В учебных классах молитвы пели, а вопросы и ответы по испано-латинскому катехизису произносили с той же интонацией, что и Минервина, то есть, с той же, что была у дона Никасио Селемина, приходского священника Сантовении двадцать лет назад. Таким образом даже самые тупые дети запоминали катехизис, а это было главной задачей. Но когда дон Лусио, по прозванию Писец, закончил перечисление способностей души [70] и спросил класс, состоявший из пятидесяти семи мальчиков, кто знает, что такое теологические добродетели, поднял руку один Сиприано:

— В…вера, надежда и милосердие, — сказал он.

Обучение Закону Божьему шло преимущественно на латыни, сочинения же писали на испанском, также и арифметические таблицы учили на испанском. В душе Сиприано произошла любопытная перемена — у него внезапно пробудилось стремление расширить круг своих знаний, желание учиться одновременно с тягой участвовать в играх товарищей во время переменок, когда они резвились во дворе.

В половине третьего, отобедав в шумной трапезной за двумя длинными столами, где за порядком следил восседавший на возвышении Писец, подкидыши выходили на прогулку в сопровождении непременного воспитателя. Прогулка совершалась с гигиенической целью, однако Совет депутатов, управлявший школой, стремился достичь в этом коллективном физическом упражнении чего-то большего. Писец обращал внимание детей на уличные сцены, на работы простолюдинов, задавал вопросы и сам же исправлял и объяснял неправильные или неясные ответы.

— Клеменсио, кем ты хочешь быть, когда закончишь школу?

Жеребец отвечал не колеблясь:

— Погонщиком мулов.

— А сумеешь ты отличить мула от лошака?

Товарищи подсказывали: «Они оба помеси, оба помеси», но этот верзила либо не слышал, либо из-за страсти перечить решительно отвечал:

— Мул длинноухий.

— Придется тебе углубить свои познания, если ты и впрямь собираешься стать погонщиком.

Шли они быстро, шеренгой по двое, в своей деревенской форменной одежде, кто положив руку на плечо напарника, кто сам по себе. Встречные смотрели на них с сочувствием и бормотали: «Вот идут подкидыши». Строго говоря, они, горожане, своими подаяниями помогали существованию приюта и гордились им. Приютские дети шли по Старой Дамбе и выходили на Новую, рядом с Большим мостом, и, пройдя по мосту, поднимались по склону Марукесы, где в землянках и бараках жила беднота. По дороге на Вильянублу они видели караваны мулов, нищих и куда-то спешивших всадников. Когда спускались со склона, Тито Альба, напарник Сиприано, толкнул его локтем и потихоньку сказал:

— Погляди на Жеребца, как он на прогулке теребит свою палку, свинья этакая.

Сиприано наивно раскрыл глаза.

— К…какую такую палку? — спросил он, глядя на сгорбившегося Жеребца, который, пыхтя, орудовал правой рукой под полой кафтана.
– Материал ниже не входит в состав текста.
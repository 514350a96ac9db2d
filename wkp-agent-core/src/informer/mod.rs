//! Informers observe Kubernetes objects and notify the watcher of changes.
//!
//! An informer is responsible for:
//! - Listing and watching its resource type
//! - Keeping a local cache of what it has seen
//! - Turning observed changes into Added/Updated/Deleted notifications
//! - Reporting when its initial list has been fully delivered

pub mod cache;
pub mod kube_informer;

pub use cache::LocalCache;
pub use kube_informer::KubeInformer;

use crate::events::{ChangeEvent, ChangeType};
use crate::queue::WorkQueue;
use async_trait::async_trait;
use std::sync::Arc;
use thiserror::Error;
use tokio::sync::watch;
use tracing::{debug, error};

/// Errors computing the queue key of an object.
#[derive(Debug, Error)]
pub enum KeyError {
    #[error("object has no name")]
    MissingName,
}

/// Objects that can be addressed by a `namespace/name` queue key.
pub trait ObjectKey {
    fn object_key(&self) -> Result<String, KeyError>;
}

impl<K: kube::Resource> ObjectKey for K {
    fn object_key(&self) -> Result<String, KeyError> {
        let meta = self.meta();
        let name = meta.name.as_deref().ok_or(KeyError::MissingName)?;
        match meta.namespace.as_deref() {
            Some(namespace) if !namespace.is_empty() => Ok(format!("{namespace}/{name}")),
            _ => Ok(name.to_string()),
        }
    }
}

/// Handle an informer uses to push notifications into a watcher's queue.
pub struct Notifier<K> {
    queue: WorkQueue<K>,
}

impl<K> Clone for Notifier<K> {
    fn clone(&self) -> Self {
        Self {
            queue: self.queue.clone(),
        }
    }
}

impl<K: ObjectKey> Notifier<K> {
    pub fn new(queue: WorkQueue<K>) -> Self {
        Self { queue }
    }

    /// Enqueue a change of `object`.
    ///
    /// Objects without a usable key are logged and dropped.
    pub fn notify(&self, change_type: ChangeType, object: Arc<K>) {
        let key = match object.object_key() {
            Ok(key) => key,
            Err(e) => {
                error!(error = %e, change_type = %change_type, "Dropping notification without a key");
                return;
            }
        };

        debug!(key = %key, change_type = %change_type, "Enqueueing notification");
        self.queue.add(ChangeEvent::new(key, change_type, object));
    }
}

/// Source of change notifications for one resource type.
#[async_trait]
pub trait Informer: Send + Sync + 'static {
    type Object: ObjectKey + Send + Sync + 'static;

    /// List and watch until shutdown is signalled, notifying every change.
    async fn run(&self, notifier: Notifier<Self::Object>, shutdown_rx: watch::Receiver<bool>);

    /// Whether the initial list has been delivered to the notifier.
    fn has_synced(&self) -> bool;
}
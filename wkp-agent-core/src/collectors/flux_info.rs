//! FluxInfo collector.
//!
//! Flux deployments are recognized by a `name=flux` selector label. For each
//! one, the logs of its first pod over the last hour are scanned for git
//! refreshes. Failing to read logs only leaves that deployment's syncs empty.

use crate::collectors::CollectError;
use crate::processors::Collector;
use async_trait::async_trait;
use k8s_openapi::api::apps::v1::Deployment;
use k8s_openapi::api::core::v1::Pod;
use kube::api::{ListParams, LogParams};
use kube::{Api, Client};
use std::collections::{BTreeMap, HashMap};
use tracing::{debug, warn};
use wkp_agent_sdk::objects::{FluxDeploymentInfo, FluxInfo, FluxLogInfo};

/// Selector label value identifying a Flux deployment.
pub const FLUX_DEPLOYMENT_LABEL: &str = "flux";

/// How far back pod logs are read.
const LOG_WINDOW_SECONDS: i64 = 3600;

const REFRESHED_EVENT: &str = "refreshed";

/// Collects Flux deployments and their recent syncs.
pub struct FluxInfoCollector {
    token: String,
    client: Client,
}

impl FluxInfoCollector {
    pub fn new(token: impl Into<String>, client: Client) -> Self {
        Self {
            token: token.into(),
            client,
        }
    }

    async fn sync_logs(&self, deployment: &Deployment) -> Result<Vec<FluxLogInfo>, CollectError> {
        let namespace = deployment.metadata.namespace.as_deref().unwrap_or_default();
        let name = deployment.metadata.name.as_deref().unwrap_or_default();
        let pods: Api<Pod> = Api::namespaced(self.client.clone(), namespace);

        let selector = match_labels(deployment)
            .map(|labels| {
                labels
                    .iter()
                    .map(|(key, value)| format!("{key}={value}"))
                    .collect::<Vec<_>>()
                    .join(",")
            })
            .unwrap_or_default();
        let pod_list = pods.list(&ListParams::default().labels(&selector)).await?;
        let pod_name = pod_list
            .items
            .first()
            .and_then(|pod| pod.metadata.name.clone())
            .ok_or_else(|| CollectError::NoPods(format!("{namespace}/{name}")))?;

        let logs = pods
            .logs(
                &pod_name,
                &LogParams {
                    since_seconds: Some(LOG_WINDOW_SECONDS),
                    ..Default::default()
                },
            )
            .await?;

        let syncs = parse_sync_logs(&logs);
        debug!(deployment = %name, pod = %pod_name, syncs = syncs.len(), "Parsed flux sync logs");
        Ok(syncs)
    }
}

#[async_trait]
impl Collector for FluxInfoCollector {
    type Payload = FluxInfo;
    type Error = CollectError;

    async fn collect(&self) -> Result<FluxInfo, CollectError> {
        let deployments = Api::<Deployment>::all(self.client.clone())
            .list(&ListParams::default())
            .await?;
        let flux_deployments: Vec<Deployment> = deployments
            .items
            .into_iter()
            .filter(is_flux_deployment)
            .collect();

        let mut logs = HashMap::new();
        for deployment in &flux_deployments {
            match self.sync_logs(deployment).await {
                Ok(syncs) => {
                    logs.insert(deployment_key(deployment), syncs);
                }
                Err(e) => warn!(
                    deployment = deployment.metadata.name.as_deref().unwrap_or_default(),
                    error = %e,
                    "Failed to query flux logs"
                ),
            }
        }

        build_flux_info(&self.token, &flux_deployments, &logs)
    }
}

fn match_labels(deployment: &Deployment) -> Option<&BTreeMap<String, String>> {
    deployment.spec.as_ref()?.selector.match_labels.as_ref()
}

fn is_flux_deployment(deployment: &Deployment) -> bool {
    match_labels(deployment)
        .and_then(|labels| labels.get("name"))
        .is_some_and(|name| name == FLUX_DEPLOYMENT_LABEL)
}

fn deployment_key(deployment: &Deployment) -> String {
    format!(
        "{}/{}",
        deployment.metadata.namespace.as_deref().unwrap_or_default(),
        deployment.metadata.name.as_deref().unwrap_or_default()
    )
}

/// Build the snapshot from flux deployments and the syncs found per deployment.
pub fn build_flux_info(
    token: &str,
    deployments: &[Deployment],
    logs: &HashMap<String, Vec<FluxLogInfo>>,
) -> Result<FluxInfo, CollectError> {
    if deployments.is_empty() {
        return Err(CollectError::NoFluxDeployments);
    }

    let deployments = deployments
        .iter()
        .map(|deployment| {
            let container = deployment
                .spec
                .as_ref()
                .and_then(|spec| spec.template.spec.as_ref())
                .and_then(|pod_spec| pod_spec.containers.first());

            FluxDeploymentInfo {
                name: deployment.metadata.name.clone().unwrap_or_default(),
                namespace: deployment.metadata.namespace.clone().unwrap_or_default(),
                args: container
                    .and_then(|container| container.args.clone())
                    .unwrap_or_default(),
                image: container
                    .and_then(|container| container.image.clone())
                    .unwrap_or_default(),
                syncs: logs.get(&deployment_key(deployment)).cloned().unwrap_or_default(),
            }
        })
        .collect();

    Ok(FluxInfo {
        token: token.to_string(),
        deployments,
    })
}

/// Extract unique git refreshes from Flux's logfmt output, oldest first.
///
/// A record counts when it has `event=refreshed`, a timestamp and a HEAD.
/// The first record seen for a HEAD wins.
pub fn parse_sync_logs(logs: &str) -> Vec<FluxLogInfo> {
    let mut by_head: HashMap<String, FluxLogInfo> = HashMap::new();

    for line in logs.lines() {
        let mut info = FluxLogInfo {
            timestamp: String::new(),
            url: String::new(),
            branch: String::new(),
            head: String::new(),
            event: String::new(),
        };
        for (key, value) in logfmt_pairs(line) {
            let field = match key.as_str() {
                "ts" => &mut info.timestamp,
                "url" => &mut info.url,
                "branch" => &mut info.branch,
                "HEAD" => &mut info.head,
                "event" => &mut info.event,
                _ => continue,
            };
            *field = value;
        }

        if info.event == REFRESHED_EVENT && !info.timestamp.is_empty() && !info.head.is_empty() {
            by_head.entry(info.head.clone()).or_insert(info);
        }
    }

    let mut syncs: Vec<FluxLogInfo> = by_head.into_values().collect();
    syncs.sort_by(|a, b| a.timestamp.cmp(&b.timestamp));
    syncs
}

/// Split one logfmt line into key/value pairs.
///
/// Values may be double-quoted with backslash escapes; a bare key has an
/// empty value.
fn logfmt_pairs(line: &str) -> Vec<(String, String)> {
    let mut pairs = Vec::new();
    let mut chars = line.chars().peekable();

    loop {
        while chars.next_if(|c| c.is_whitespace()).is_some() {}
        if chars.peek().is_none() {
            break;
        }

        let mut key = String::new();
        while let Some(c) = chars.next_if(|c| *c != '=' && !c.is_whitespace()) {
            key.push(c);
        }

        let mut value = String::new();
        if chars.next_if_eq(&'=').is_some() {
            if chars.next_if_eq(&'"').is_some() {
                while let Some(c) = chars.next() {
                    match c {
                        '"' => break,
                        '\\' => {
                            if let Some(escaped) = chars.next() {
                                value.push(match escaped {
                                    'n' => '\n',
                                    't' => '\t',
                                    other => other,
                                });
                            }
                        }
                        other => value.push(other),
                    }
                }
            } else {
                while let Some(c) = chars.next_if(|c| !c.is_whitespace()) {
                    value.push(c);
                }
            }
        }

        if !key.is_empty() {
            pairs.push((key, value));
        }
    }

    pairs
}

#[cfg(test)]
mod tests {
    use super::*;
    use k8s_openapi::api::apps::v1::DeploymentSpec;
    use k8s_openapi::api::core::v1::{Container, PodSpec, PodTemplateSpec};
    use k8s_openapi::apimachinery::pkg::apis::meta::v1::LabelSelector;
    use kube::api::ObjectMeta;

    const LOGS: &str = r#"
ts=2021-03-02T12:59:05.544496465Z caller=loop.go:127 component=sync-loop event=refreshed url=ssh://git@github.com/foot/wk-simon.git branch=master HEAD=abc
ts=2021-03-02T13:59:05.544496465Z caller=loop.go:127 component=sync-loop event=refreshed url=ssh://git@github.com/foot/wk-simon.git branch=master HEAD=abc
ts=2021-03-02T14:59:05.544496465Z caller=loop.go:127 component=sync-loop event=refreshed url=ssh://git@github.com/foot/wk-simon.git branch=master HEAD=def
"#;

    fn flux_deployment(selector_name: &str) -> Deployment {
        Deployment {
            metadata: ObjectMeta {
                name: Some("flux".to_string()),
                namespace: Some("wkp-flux".to_string()),
                ..Default::default()
            },
            spec: Some(DeploymentSpec {
                selector: LabelSelector {
                    match_labels: Some(BTreeMap::from([(
                        "name".to_string(),
                        selector_name.to_string(),
                    )])),
                    ..Default::default()
                },
                template: PodTemplateSpec {
                    spec: Some(PodSpec {
                        containers: vec![Container {
                            name: "flux".to_string(),
                            image: Some(
                                "docker.io/weaveworks/wkp-jk-init:v2.0.3-RC.1-2-gd677dc0a"
                                    .to_string(),
                            ),
                            args: Some(vec![
                                "--git-url=git@github.com:dinosk/fluxes-1.git".to_string(),
                                "--git-branch=master".to_string(),
                            ]),
                            ..Default::default()
                        }],
                        ..Default::default()
                    }),
                    ..Default::default()
                },
                ..Default::default()
            }),
            ..Default::default()
        }
    }

    #[test]
    fn test_parse_logs_keeps_first_refresh_per_head() {
        let syncs = parse_sync_logs(LOGS);

        assert_eq!(syncs.len(), 2);
        assert_eq!(syncs[0].branch, "master");
        assert_eq!(syncs[0].head, "abc");
        assert_eq!(syncs[0].timestamp, "2021-03-02T12:59:05.544496465Z");
        assert_eq!(syncs[0].url, "ssh://git@github.com/foot/wk-simon.git");
        assert_eq!(syncs[1].head, "def");
    }

    #[test]
    fn test_parse_logs_ignores_other_events() {
        let logs = "ts=2021-03-02T12:59:05Z event=\"sync started\" HEAD=abc\n\
                    ts=2021-03-02T12:59:06Z event=refreshed\n\
                    garbage without pairs";
        assert!(parse_sync_logs(logs).is_empty());
    }

    #[test]
    fn test_logfmt_quoted_values() {
        let pairs = logfmt_pairs(r#"msg="hello \"world\"" flag level=info"#);
        assert_eq!(
            pairs,
            vec![
                ("msg".to_string(), "hello \"world\"".to_string()),
                ("flag".to_string(), String::new()),
                ("level".to_string(), "info".to_string()),
            ]
        );
    }

    #[test]
    fn test_logfmt_empty_values() {
        let pairs = logfmt_pairs("HEAD= branch=master =orphan url=");
        assert_eq!(
            pairs,
            vec![
                ("HEAD".to_string(), String::new()),
                ("branch".to_string(), "master".to_string()),
                ("url".to_string(), String::new()),
            ]
        );
    }

    #[test]
    fn test_logfmt_unterminated_quote_runs_to_end_of_line() {
        let pairs = logfmt_pairs(r#"event=refreshed msg="half open HEAD=abc"#);
        assert_eq!(
            pairs,
            vec![
                ("event".to_string(), "refreshed".to_string()),
                ("msg".to_string(), "half open HEAD=abc".to_string()),
            ]
        );
    }

    #[test]
    fn test_parse_logs_skips_refresh_without_head() {
        let logs = "ts=2021-03-02T12:59:05Z event=refreshed url=ssh://git@host/repo.git HEAD=\n\
                    ts=2021-03-02T12:59:06Z event=refreshed url=\"ssh://git@host/repo.git HEAD=abc";
        assert!(parse_sync_logs(logs).is_empty());
    }

    #[test]
    fn test_flux_deployment_detection() {
        assert!(is_flux_deployment(&flux_deployment("flux")));
        assert!(!is_flux_deployment(&flux_deployment("memcached")));
        assert!(!is_flux_deployment(&Deployment::default()));
    }

    #[test]
    fn test_no_flux_deployments() {
        let result = build_flux_info("derp", &[], &HashMap::new());
        assert!(matches!(result, Err(CollectError::NoFluxDeployments)));
    }

    #[test]
    fn test_deployment_without_logs_has_no_syncs() {
        let info = build_flux_info("derp", &[flux_deployment("flux")], &HashMap::new()).unwrap();

        assert_eq!(
            info,
            FluxInfo {
                token: "derp".to_string(),
                deployments: vec![FluxDeploymentInfo {
                    name: "flux".to_string(),
                    namespace: "wkp-flux".to_string(),
                    args: vec![
                        "--git-url=git@github.com:dinosk/fluxes-1.git".to_string(),
                        "--git-branch=master".to_string(),
                    ],
                    image: "docker.io/weaveworks/wkp-jk-init:v2.0.3-RC.1-2-gd677dc0a"
                        .to_string(),
                    syncs: Vec::new(),
                }],
            }
        );
    }

    #[test]
    fn test_syncs_are_attached_by_deployment() {
        let deployment = flux_deployment("flux");
        let logs = HashMap::from([(deployment_key(&deployment), parse_sync_logs(LOGS))]);

        let info = build_flux_info("derp", &[deployment], &logs).unwrap();
        assert_eq!(info.deployments[0].syncs.len(), 2);
    }
}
Тито Альба ему объяснил. Сиприано внимал, затаив дыхание, с той же любознательностью, с которой слушал слова Писца. Он начинал понимать, что, кроме краткого общения с ребятами в Сантовении, жил под стеклянным колпаком и совсем не знает жизни. Мина, исходя из наилучших побуждений, отгородила его от остального мира. Они спускались по Корредере со Старой площади, когда Писец, прихрамывавший на правую ногу после пройденной половины лиги, объявил им, что они зайдут навестить одного из бывших учеников. Братство не оставляло без внимания детей, которые прошли через его классы. В тесной пристройке нижнего этажа дома номер шестнадцать находилась мастерская столяра. Большинство товарищей Сиприано, знавшие цель этой инспекции, собрались кучками вокруг водоема. Столяр с длинной клочковатой бородой оттачивал брусок дерева на ручном токарном станке, который приводил в действие паренек лет пятнадцати. Пахло смолой и опилками. Столяр вежливо поздоровался с Писцом и, обменявшись с ним несколькими словами, отвел его с пареньком в комнату и оставил одних. Через заросшее паутиной окошко виднелся двор, загроможденный кучками деревянных досок и бревен. Учитель сел на табурет столяра и заговорил с пареньком как бы по секрету:

— Чувствуешь себя хорошо, Элисео?

— Хорошо, дон Лусио.

— Работаешь усердно, помогаешь дону Моисесу?

— Ну да, конечно, он меня хвалит.

— Еды дают вдоволь?

Элисео широко улыбнулся.

— Вы же меня знаете, дон Лусио, я никогда не наедаюсь досыта.

— А наградные?

— Всегда дает, каждое воскресенье.

— А ремеслу учишься? Как ты считаешь, сумеешь научиться?

— Еще бы, конечно. Если я буду слушаться дона Моисеса, он обещает в двадцать девятом году сделать меня подмастерьем.

— Так скоро?

— Так он говорит.

Немного дальше на улице Тенериас, уже вблизи школы, Писец посетил другого бывшего ученика, отданного в науку кожевнику. На улице сильно воняло красками и кожей. Беседа была подобна предыдущей, за исключением того, что в этом случае ученик предъявил длинный перечень обид: кормят плохо, постельное белье не меняют, не дают положенных наградных. Писец все это запоминал и сказал, что уладит дело, поговорит с депутатами Братства, у которых хранится копия контракта.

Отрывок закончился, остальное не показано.